Scan the entries and copy each line where the word "ValidatorAggregator" is present.
:: Recorded data
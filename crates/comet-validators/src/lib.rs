#![deny(missing_docs)]

//! # comet-validators
//!
//! Loads one page of the validator set and fills in per-validator metrics
//! (uptime and commit signatures) concurrently.
//!
//! A page load publishes a skeleton right away, then updates each record's
//! fields in place as their fetches settle. A failed fetch marks only that
//! field as [`Metric::Failed`]. Starting a new load supersedes the previous
//! one: its remaining results are discarded and it never reports loaded.
//!
//! # Example
//!
//! ```no_run
//! use comet_gateway::{GatewayClient, GatewayConfig};
//! use comet_validators::{LoadOutcome, ValidatorAggregator};
//!
//! # async fn example() {
//! let aggregator = ValidatorAggregator::new(GatewayClient::new(GatewayConfig::default()));
//! let view = aggregator.watch();
//!
//! if aggregator.load_page(1, 20).await == LoadOutcome::Loaded {
//!     for v in &view.borrow().records {
//!         println!("{} uptime {:?}", v.address, v.uptime_percent());
//!     }
//! }
//! # }
//! ```

pub mod aggregator;
pub mod source;
pub mod types;


pub use aggregator::ValidatorAggregator;
pub use source::ValidatorSource;
pub use types::{LoadOutcome, LoadStatus, Metric, PageView, ValidatorRecord};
::::
**Answer section:**
//! use comet_validators::{LoadOutcome, ValidatorAggregator};
//! let aggregator = ValidatorAggregator::new(GatewayClient::new(GatewayConfig::default()));
pub use aggregator::ValidatorAggregator;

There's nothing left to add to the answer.